God created human beings in his image and likeness, and he has given us the power to think, to discover, to know and to understand. To fulfill our mission as children of God, and to grow in holiness, we must develop our minds. We must use them to learn more about God, about the wondrous world God has made, and about ourselves as stewards of all creation.

At the same time, Christians believe that God has spoken to us definitively in the person of Jesus Christ (the incarnate Word of God). The voice of faith speaks the truth—telling us who we are and who we are called to become. Reason uninformed by faith is severely limited. It takes us only so far in the quest for wisdom and understanding. And it invariably distorts all efforts to find real and lasting solutions to the problems that confront us today—and every day—including war, poverty, stewardship of our environment, spiritual hunger and hopelessness among people of all nations, races and socio-economic classes.

In his inaugural address as president of the University of Notre Dame (Sept. 23, 2005), Father Jenkins called attention to three principles that define a Catholic university:

  1. Knowledge is good in itself and should be pursued for its own sake.
  2. There is a deep harmony between faith and reason.
  3. The role of community and the call to service are central to Christian life.

“At Notre Dame, we have much to be proud of in our embrace of these principles,” Father Jenkins said. “But complacency has never characterized this university and it must not now. During my presidency, we will give fresh emphasis to the distinctive strengths of Notre Dame, and we will build on these strengths as we move toward a pre-eminent position among the world’s universities.”

All Hoosiers have reason to be proud of Notre Dame’s accomplishments during the past 163 years. The university that would become Notre Dame started out in Vincennes (when it was the diocesan see for all of Indiana and Illinois). Its founder, Holy Cross Father Edward Sorin, wanted the new college to be “the most powerful means for doing good in this country.”

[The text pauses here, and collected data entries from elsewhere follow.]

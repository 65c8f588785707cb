//! External service status for `pdfchunk check`.

use anyhow::Result;

use crate::config::{Config, ConverterBackend};
use crate::extract::create_converter;
use crate::index::{ChunkIndex, MeilisearchIndex};

/// Health of one collaborator the pipeline talks to.
#[derive(Debug, Clone)]
pub struct ServiceStatus {
    pub name: String,
    pub target: String,
    pub healthy: bool,
    pub notes: Option<String>,
}

/// Probe the configured converter and index.
///
/// Never fails: connection errors are reported as unhealthy with the error
/// text in `notes`.
pub async fn get_services(config: &Config) -> Vec<ServiceStatus> {
    let mut services = Vec::new();

    let converter_target = match config.conversion.backend {
        ConverterBackend::Docling => config.conversion.url.clone(),
        ConverterBackend::Local => "in-process".to_string(),
    };
    let converter = match create_converter(&config.conversion) {
        Ok(converter) => match converter.health().await {
            Ok(healthy) => ServiceStatus {
                name: format!("converter:{}", converter.name()),
                target: converter_target,
                healthy,
                notes: None,
            },
            Err(e) => ServiceStatus {
                name: format!("converter:{}", converter.name()),
                target: converter_target,
                healthy: false,
                notes: Some(e.to_string()),
            },
        },
        Err(e) => ServiceStatus {
            name: "converter".to_string(),
            target: converter_target,
            healthy: false,
            notes: Some(e.to_string()),
        },
    };
    services.push(converter);

    let index_name = format!("index:{}", config.index.name);
    let index = match MeilisearchIndex::new(&config.index) {
        Ok(index) => match index.health().await {
            Ok(healthy) => ServiceStatus {
                name: index_name,
                target: config.index.url.clone(),
                healthy,
                notes: None,
            },
            Err(e) => ServiceStatus {
                name: index_name,
                target: config.index.url.clone(),
                healthy: false,
                notes: Some(e.to_string()),
            },
        },
        Err(e) => ServiceStatus {
            name: index_name,
            target: config.index.url.clone(),
            healthy: false,
            notes: Some(format!("{:#}", e)),
        },
    };
    services.push(index);

    services
}

pub async fn list_services(config: &Config) -> Result<()> {
    let services = get_services(config).await;

    println!("{:<24} {:<32} {:<8} NOTES", "SERVICE", "TARGET", "HEALTHY");
    for s in &services {
        println!(
            "{:<24} {:<32} {:<8} {}",
            s.name,
            s.target,
            s.healthy,
            s.notes.as_deref().unwrap_or("")
        );
    }

    Ok(())
}

#[cfg(test)]
mod tests {
    use super::*;

    #[tokio::test]
    async fn test_local_backend_is_always_healthy() {
        let mut config = Config::default();
        config.conversion.backend = ConverterBackend::Local;
        // Nothing listens on port 9; the index probe must fail without erroring.
        config.index.url = "http://127.0.0.1:9".to_string();

        let services = get_services(&config).await;
        assert_eq!(services.len(), 2);
        assert_eq!(services[0].name, "converter:local");
        assert!(services[0].healthy);
        assert_eq!(services[1].name, "index:pdf_chunks");
        assert!(!services[1].healthy);
        assert!(services[1].notes.is_some());
    }
}
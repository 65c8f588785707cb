//! Search-index loader.
//!
//! The index is an external collaborator that stores [`ChunkRecord`]s and
//! does its own embedding and ranking. [`ChunkIndex`] is the only surface
//! the pipeline depends on; [`MeilisearchIndex`] implements it over the
//! Meilisearch HTTP API.
//!
//! # Load sequence
//!
//! 1. `PATCH /indexes/{name}/settings` with searchable and filterable
//!    attributes (plus the REST embedder, when configured).
//! 2. `POST /indexes/{name}/documents?primaryKey=id` with the records.
//!
//! Both calls are asynchronous on the Meilisearch side and return a task
//! uid; each task is polled on `GET /tasks/{uid}` until it settles. Failed
//! requests are not retried.
//!
//! # Search
//!
//! `POST /indexes/{name}/search` with `q` and `limit`. Semantic and hybrid
//! modes add a `hybrid` block naming the configured embedder; keyword mode
//! sends none.

use anyhow::{anyhow, bail, Context, Result};
use async_trait::async_trait;
use pdf_chunker_core::ChunkRecord;
use serde::Deserialize;
use serde_json::{json, Value};
use std::time::{Duration, Instant};

use crate::config::IndexConfig;

/// Fields returned for each search hit.
const RETRIEVED_ATTRIBUTES: [&str; 5] = ["id", "title", "chunk_text", "page", "source_file"];

const POLL_INTERVAL: Duration = Duration::from_millis(250);
const REQUEST_TIMEOUT: Duration = Duration::from_secs(60);

/// A destination for projected chunk records.
#[async_trait]
pub trait ChunkIndex: Send + Sync {
    /// Index name for logs.
    fn name(&self) -> &str;

    /// Store `records`, replacing documents with the same `id`.
    async fn ingest(&self, records: &[ChunkRecord]) -> Result<()>;

    /// Query the stored records, best match first.
    async fn search(&self, request: &SearchRequest) -> Result<Vec<SearchHit>>;

    /// Whether the index service currently answers.
    async fn health(&self) -> Result<bool>;
}

/// How a query is matched against the index.
#[derive(Debug, Clone, Copy, PartialEq, Eq, clap::ValueEnum)]
pub enum SearchMode {
    /// Full-text ranking only.
    Keyword,
    /// Vector similarity only (`semanticRatio` 1.0).
    Semantic,
    /// Weighted mix of full-text and vector ranking.
    Hybrid,
}

impl SearchMode {
    pub fn as_str(&self) -> &'static str {
        match self {
            SearchMode::Keyword => "keyword",
            SearchMode::Semantic => "semantic",
            SearchMode::Hybrid => "hybrid",
        }
    }
}

#[derive(Debug, Clone, PartialEq)]
pub struct SearchRequest {
    pub query: String,
    pub limit: usize,
    pub mode: SearchMode,
    /// Share of the vector ranking in hybrid mode, `0.0..=1.0`.
    pub semantic_ratio: f64,
}

/// One record returned by a search.
#[derive(Debug, Clone, PartialEq, Deserialize)]
pub struct SearchHit {
    pub id: String,
    #[serde(default)]
    pub title: String,
    #[serde(default)]
    pub chunk_text: String,
    #[serde(default)]
    pub page: Option<u32>,
    #[serde(default)]
    pub source_file: String,
    #[serde(rename = "_rankingScore", default)]
    pub score: Option<f64>,
}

Like Saint Meinrad School of Theology, Saint Mary-of-the-Woods College, Marian College and all the other Catholic colleges and universities in Indiana, Notre Dame was founded “from the heart of the Church.” (ex corde ecclesiae, in the words of the late Pope John Paul II). Their purpose, according to Father Jenkins, is to be “a place of higher learning that plays host to world-changing teaching and research, but where technical knowledge does not outrun moral wisdom, where the goal of education is to help students live a good human life, where our restless quest to understand the world not only lives in harmony with faith but is strengthened by it.”

We celebrate the University of Notre Dame’s new era of leadership and the conversation that will continue on the South Bend campus between faith and reason. We agree with Father Jenkins that this dialog will challenge some intellectuals who see no need to acknowledge the claims of religious faith. We also agree that a Catholic university that is true to its mission will reject “a complacent and false understanding of faith.”

In Truth and Tolerance: Christian Belief and World Religions, Cardinal Jospeh Ratzinger (now Pope Benedict XVI) wrote: “Christian faith is not a system. It cannot be portrayed as a complete, finished intellectual construction. It is a path, and it is characteristic of a path that it only becomes recognizable if you enter on it and start following it.”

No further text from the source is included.